Em protesto contra falta de recursos, prefeituras paralisam nesta sexta
Principais reivindicações são aprovação da PEC 39, que prevê aumento de 2% do FPM, e da PEC do Orçamento Impositivo, definição dos critérios do reajuste salarial do piso dos professores, aumento nos repasses do Pnae e de recursos do transporte escolar; no próximo dia 12, prefeitos participarão da Mobilização Permanente para Ampliação do FPM, que ocorrerá em Brasília
247 – Após o ato na segunda-feira (28) na Assembleia Legislativa, que reuniu mais de 60 prefeitos, as administrações municipais não funcionarão nesta sexta-feira (1º) em forma de protesto pela escassez de recursos federais. As principais reivindicações são a aprovação da PEC 39, que prevê aumento de 2% do Fundo de Participação dos Municípios (FPM), e da PEC do Orçamento Impositivo, a definição dos critérios do reajuste salarial do piso dos professores, o aumento nos repasses do Programa Nacional de Alimentação Escolar (Pnae) e de recursos do transporte escolar. No próximo dia 12, os prefeitos participarão da Mobilização Permanente para Ampliação do Fundo de Participação dos Municípios, que ocorrerá em Brasília.

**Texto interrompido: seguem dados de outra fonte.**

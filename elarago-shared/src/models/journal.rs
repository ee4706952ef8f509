/// Journal entry model and database operations
///
/// One entry per reflection: date, mood label, a stress level, and free-text
/// gratitude/highlight/notes. Listing returns newest entries first.

use chrono::{DateTime, NaiveDate, Utc};
use serde::{Deserialize, Serialize};
use sqlx::PgPool;
use uuid::Uuid;

/// Journal entry model
#[derive(Debug, Clone, Serialize, Deserialize, sqlx::FromRow)]
pub struct JournalEntry {
    /// Unique entry ID
    pub id: Uuid,

    /// Owning user
    pub user_id: Uuid,

    /// Date the entry is for
    pub entry_date: NaiveDate,

    /// Mood label (e.g., "Calm")
    pub mood: Option<String>,

    /// Stress level (0-10)
    pub stress: i32,

    /// What the owner is grateful for
    pub gratitude: Option<String>,

    /// Highlight of the day
    pub highlight: Option<String>,

    /// Free-form reflection notes
    pub notes: Option<String>,

    /// When the entry was created
    pub created_at: DateTime<Utc>,

    /// When the entry was last updated
    pub updated_at: DateTime<Utc>,
}

/// Input for creating a journal entry; stress defaults to 0
#[derive(Debug, Clone, Deserialize)]
pub struct CreateJournalEntry {
    pub entry_date: NaiveDate,
    #[serde(default)]
    pub mood: Option<String>,
    #[serde(default)]
    pub stress: i32,
    #[serde(default)]
    pub gratitude: Option<String>,
    #[serde(default)]
    pub highlight: Option<String>,
    #[serde(default)]
    pub notes: Option<String>,
}

impl JournalEntry {
    /// Lists all entries for an owner, newest first
    pub async fn list_for(pool: &PgPool, owner: Uuid) -> Result<Vec<Self>, sqlx::Error> {
        let entries = sqlx::query_as::<_, JournalEntry>(
            r#"
            SELECT id, user_id, entry_date, mood, stress, gratitude, highlight,
                   notes, created_at, updated_at
            FROM journal_entries
            WHERE user_id = $1
            ORDER BY entry_date DESC
            "#,
        )
        .bind(owner)
        .fetch_all(pool)
        .await?;

        Ok(entries)
    }

    /// Creates a journal entry for an owner
    pub async fn create(
        pool: &PgPool,
        owner: Uuid,
        data: CreateJournalEntry,
    ) -> Result<Self, sqlx::Error> {
        let entry = sqlx::query_as::<_, JournalEntry>(
            r#"
            INSERT INTO journal_entries
                (user_id, entry_date, mood, stress, gratitude, highlight, notes)
            VALUES ($1, $2, $3, $4, $5, $6, $7)
            RETURNING id, user_id, entry_date, mood, stress, gratitude, highlight,
                      notes, created_at, updated_at
            "#,
        )
        .bind(owner)
        .bind(data.entry_date)
        .bind(data.mood)
        .bind(data.stress)
        .bind(data.gratitude)
        .bind(data.highlight)
        .bind(data.notes)
        .fetch_one(pool)
        .await?;

        Ok(entry)
    }
}

#[cfg(test)]
mod tests {
    use super::*;

    #[test]
    fn test_create_entry_stress_defaults_to_zero() {
        let data: CreateJournalEntry =
            serde_json::from_str(r#"{"entry_date": "2024-03-01", "mood": "Calm"}"#).unwrap();

        assert_eq!(data.stress, 0);
        assert_eq!(data.mood.as_deref(), Some("Calm"));
    }
}
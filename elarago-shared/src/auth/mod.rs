/// Authentication primitives
///
/// - `password`: Argon2id password hashing and verification
/// - `session`: signed session tokens mapping a bearer token to a user id

pub mod password;
pub mod session;

use serde::{Deserialize, Serialize};
use uuid::Uuid;

/// Authentication context added to request extensions
///
/// Inserted by the API's session middleware after a token validates.
/// Handlers extract it with Axum's `Extension` extractor; every per-user
/// query is scoped by `user_id`.
#[derive(Debug, Clone, Copy, Serialize, Deserialize)]
pub struct AuthContext {
    /// Authenticated user ID
    pub user_id: Uuid,
}

impl AuthContext {
    /// Creates an auth context for a validated session
    pub fn new(user_id: Uuid) -> Self {
        Self { user_id }
    }
}
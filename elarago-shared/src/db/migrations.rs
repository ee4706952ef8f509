/// Database migration runner
///
/// Migrations live in the `migrations/` directory of this crate and are
/// applied exactly once, at process startup, via sqlx's migration system.
/// The schema is never altered per-request.
///
/// # Example
///
/// ```no_run
/// use elarago_shared::db::pool::{create_pool, DatabaseConfig};
/// use elarago_shared::db::migrations::run_migrations;
///
/// # async fn example() -> Result<(), Box<dyn std::error::Error>> {
/// let pool = create_pool(DatabaseConfig::default()).await?;
/// run_migrations(&pool).await?;
/// # Ok(())
/// # }
/// ```

use sqlx::{migrate::MigrateDatabase, postgres::PgPool, Postgres};
use tracing::{debug, info, warn};

/// Runs all pending database migrations
///
/// # Errors
///
/// Returns an error if a migration file is malformed, a migration fails to
/// execute, or the connection is lost mid-run.
pub async fn run_migrations(pool: &PgPool) -> Result<(), sqlx::migrate::MigrateError> {
    info!("running database migrations");

    let migrations = sqlx::migrate!("./migrations");

    match migrations.run(pool).await {
        Ok(()) => {
            info!("database schema is up to date");
            Ok(())
        }
        Err(e) => {
            warn!(error = %e, "migration failed");
            Err(e)
        }
    }
}

/// Creates the database if it doesn't exist
///
/// Convenience for development and test environments; production databases
/// are provisioned out of band.
pub async fn ensure_database_exists(database_url: &str) -> Result<(), sqlx::Error> {
    if !Postgres::database_exists(database_url).await? {
        info!("database does not exist, creating it");
        Postgres::create_database(database_url).await?;
    } else {
        debug!("database already exists");
    }

    Ok(())
}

Para o presidente da dos Municípios do Estado de Sergipe (Fames), Antônio Rodrigues (PSC), a união de todos os gestores é fundamental para que as pautas sejam atendidas. “Na segunda-feira, quando realizamos o ato na Assembleia legislativa, tivemos a participação de 95% dos prefeitos. Isso mostra que a situação é caótica em todos os municípios e que, se o Governo Federal não fizer nada para mudar essa realidade, certamente, a população sofrerá ainda mais as consequências. Infelizmente”, alertou.

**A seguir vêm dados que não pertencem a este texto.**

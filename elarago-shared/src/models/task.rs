/// Task model and database operations
///
/// Tasks are to-do items with a project label, an ordinal priority, an
/// optional due date, and a completion status. Listing orders by due date
/// ascending (nulls last) with priority descending as the tiebreak, so the
/// most urgent work sorts first.
///
/// # Schema
///
/// ```sql
/// CREATE TYPE task_priority AS ENUM ('Low', 'Medium', 'High');
/// CREATE TYPE task_status AS ENUM ('Not Started', 'In Progress', 'Completed');
///
/// CREATE TABLE tasks (
///     id UUID PRIMARY KEY DEFAULT gen_random_uuid(),
///     user_id UUID NOT NULL REFERENCES users(id) ON DELETE CASCADE,
///     task TEXT NOT NULL,
///     project TEXT,
///     priority task_priority NOT NULL DEFAULT 'Medium',
///     due_date DATE,
///     status task_status NOT NULL DEFAULT 'Not Started',
///     created_at TIMESTAMPTZ NOT NULL DEFAULT NOW(),
///     updated_at TIMESTAMPTZ NOT NULL DEFAULT NOW()
/// );
/// ```
///
/// The priority enum is declared low-to-high, so `ORDER BY priority DESC`
/// yields High before Medium before Low.

use chrono::{DateTime, NaiveDate, Utc};
use serde::{Deserialize, Serialize};
use sqlx::PgPool;
use uuid::Uuid;

/// Task priority (ordinal: Low < Medium < High)
#[derive(
    Debug, Clone, Copy, PartialEq, Eq, PartialOrd, Ord, Serialize, Deserialize, sqlx::Type,
)]
#[sqlx(type_name = "task_priority")]
pub enum Priority {
    Low,
    Medium,
    High,
}

/// Task completion status
#[derive(Debug, Clone, Copy, PartialEq, Eq, Serialize, Deserialize, sqlx::Type)]
#[sqlx(type_name = "task_status")]
pub enum TaskStatus {
    /// Default for newly created tasks
    #[sqlx(rename = "Not Started")]
    #[serde(rename = "Not Started")]
    NotStarted,

    #[sqlx(rename = "In Progress")]
    #[serde(rename = "In Progress")]
    InProgress,

    Completed,
}

/// Task model representing one to-do item
#[derive(Debug, Clone, Serialize, Deserialize, sqlx::FromRow)]
pub struct Task {
    /// Unique task ID
    pub id: Uuid,

    /// Owning user
    pub user_id: Uuid,

    /// Task text
    pub task: String,

    /// Optional project label
    pub project: Option<String>,

    /// Priority (Low/Medium/High)
    pub priority: Priority,

    /// Optional due date
    pub due_date: Option<NaiveDate>,

    /// Completion status
    pub status: TaskStatus,

    /// When the task was created
    pub created_at: DateTime<Utc>,

    /// When the task was last updated
    pub updated_at: DateTime<Utc>,
}

/// Input for creating a task
///
/// Priority defaults to Medium and status to "Not Started" when absent.
#[derive(Debug, Clone, Deserialize)]
pub struct CreateTask {
    pub task: String,
    #[serde(default)]
    pub project: Option<String>,
    #[serde(default = "default_priority")]
    pub priority: Priority,
    #[serde(default)]
    pub due_date: Option<NaiveDate>,
    #[serde(default = "default_status")]
    pub status: TaskStatus,
}

fn default_priority() -> Priority {
    Priority::Medium
}

fn default_status() -> TaskStatus {
    TaskStatus::NotStarted
}

/// Input for updating a task (full replacement of the mutable fields)
#[derive(Debug, Clone, Deserialize)]
pub struct UpdateTask {
    pub task: String,
    #[serde(default)]
    pub project: Option<String>,
    #[serde(default = "default_priority")]
    pub priority: Priority,
    #[serde(default)]
    pub due_date: Option<NaiveDate>,
    #[serde(default = "default_status")]
    pub status: TaskStatus,
}

impl Task {
    /// Lists all tasks for an owner, most urgent first
    ///
    /// Ordering: due date ascending (undated tasks last), then priority
    /// descending.
    pub async fn list_for(pool: &PgPool, owner: Uuid) -> Result<Vec<Self>, sqlx::Error> {
        let tasks = sqlx::query_as::<_, Task>(
            r#"
            SELECT id, user_id, task, project, priority, due_date, status,
                   created_at, updated_at
            FROM tasks
            WHERE user_id = $1
            ORDER BY due_date ASC, priority DESC
            "#,
        )
        .bind(owner)
        .fetch_all(pool)
        .await?;

        Ok(tasks)
    }

    /// Creates a task for an owner
    pub async fn create(pool: &PgPool, owner: Uuid, data: CreateTask) -> Result<Self, sqlx::Error> {
        let task = sqlx::query_as::<_, Task>(
            r#"
            INSERT INTO tasks (user_id, task, project, priority, due_date, status)
            VALUES ($1, $2, $3, $4, $5, $6)
            RETURNING id, user_id, task, project, priority, due_date, status,
                      created_at, updated_at
            "#,
        )
        .bind(owner)
        .bind(data.task)
        .bind(data.project)
        .bind(data.priority)
        .bind(data.due_date)
        .bind(data.status)
        .fetch_one(pool)
        .await?;

        Ok(task)
    }

    /// Updates a task by id, scoped to the owner
    ///
    /// Returns whether a row matched. An id owned by someone else matches
    /// zero rows; callers treat that as a silent no-op, not an error.
    pub async fn update(
        pool: &PgPool,
        owner: Uuid,
        id: Uuid,
        data: UpdateTask,
    ) -> Result<bool, sqlx::Error> {
        let result = sqlx::query(
            r#"
            UPDATE tasks
            SET task = $3, project = $4, priority = $5, due_date = $6,
                status = $7, updated_at = NOW()
            WHERE id = $1 AND user_id = $2
            "#,
        )
        .bind(id)
        .bind(owner)
        .bind(data.task)
        .bind(data.project)
        .bind(data.priority)
        .bind(data.due_date)
        .bind(data.status)
        .execute(pool)
        .await?;

        Ok(result.rows_affected() > 0)
    }

    /// Deletes a task by id, scoped to the owner
    ///
    /// Same zero-row semantics as [`Task::update`].
    pub async fn delete(pool: &PgPool, owner: Uuid, id: Uuid) -> Result<bool, sqlx::Error> {
        let result = sqlx::query("DELETE FROM tasks WHERE id = $1 AND user_id = $2")
            .bind(id)
            .bind(owner)
            .execute(pool)
            .await?;

        Ok(result.rows_affected() > 0)
    }
}

#[cfg(test)]
mod tests {
    use super::*;

    #[test]
    fn test_priority_ordinal() {
        assert!(Priority::High > Priority::Medium);
        assert!(Priority::Medium > Priority::Low);
    }

    #[test]
    fn test_status_wire_format() {
        assert_eq!(
            serde_json::to_string(&TaskStatus::NotStarted).unwrap(),
            "\"Not Started\""
        );
        assert_eq!(
            serde_json::to_string(&TaskStatus::InProgress).unwrap(),
            "\"In Progress\""
        );
        assert_eq!(
            serde_json::to_string(&TaskStatus::Completed).unwrap(),
            "\"Completed\""
        );
    }

    #[test]
    fn test_create_task_defaults() {
        let data: CreateTask = serde_json::from_str(r#"{"task": "Water the plants"}"#).unwrap();

        assert_eq!(data.task, "Water the plants");
        assert_eq!(data.priority, Priority::Medium);
        assert_eq!(data.status, TaskStatus::NotStarted);
        assert!(data.project.is_none());
        assert!(data.due_date.is_none());
    }
}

Para o presidente da Associação dos Municípios da Barra do Cotinguiba e Vale do Japaratuba (Ambarco) e prefeito de Nossa Senhora do Socorro, Fábio Henrique (PDT), “o povo precisa tomar conhecimento da situação que as administrações estão enfrentando”. O presidente da Associação dos Municípios da Região do Centro Sul (Amurces), Antônio da Fonseca Dória (PSB), ressalta que “a maioria das prefeituras está acima do limite fiscal” e não consegue resolver esta questão. “A União retira os recursos e as despesas dos prefeitos só aumentam. Os prefeitos não são contrários aos pisos salariais das categoriais. São quase quatro mil prefeituras sem poder pegar empréstimos por causa do caos. O povo quer a obra pronta. Quando a obra está parada, a população e a imprensa dizem logo que o prefeito roubou dinheiro. O PSF é uma vergonha! R$ 9 mil para um município e só o médico quer R$ 12 mil!”, afirmou.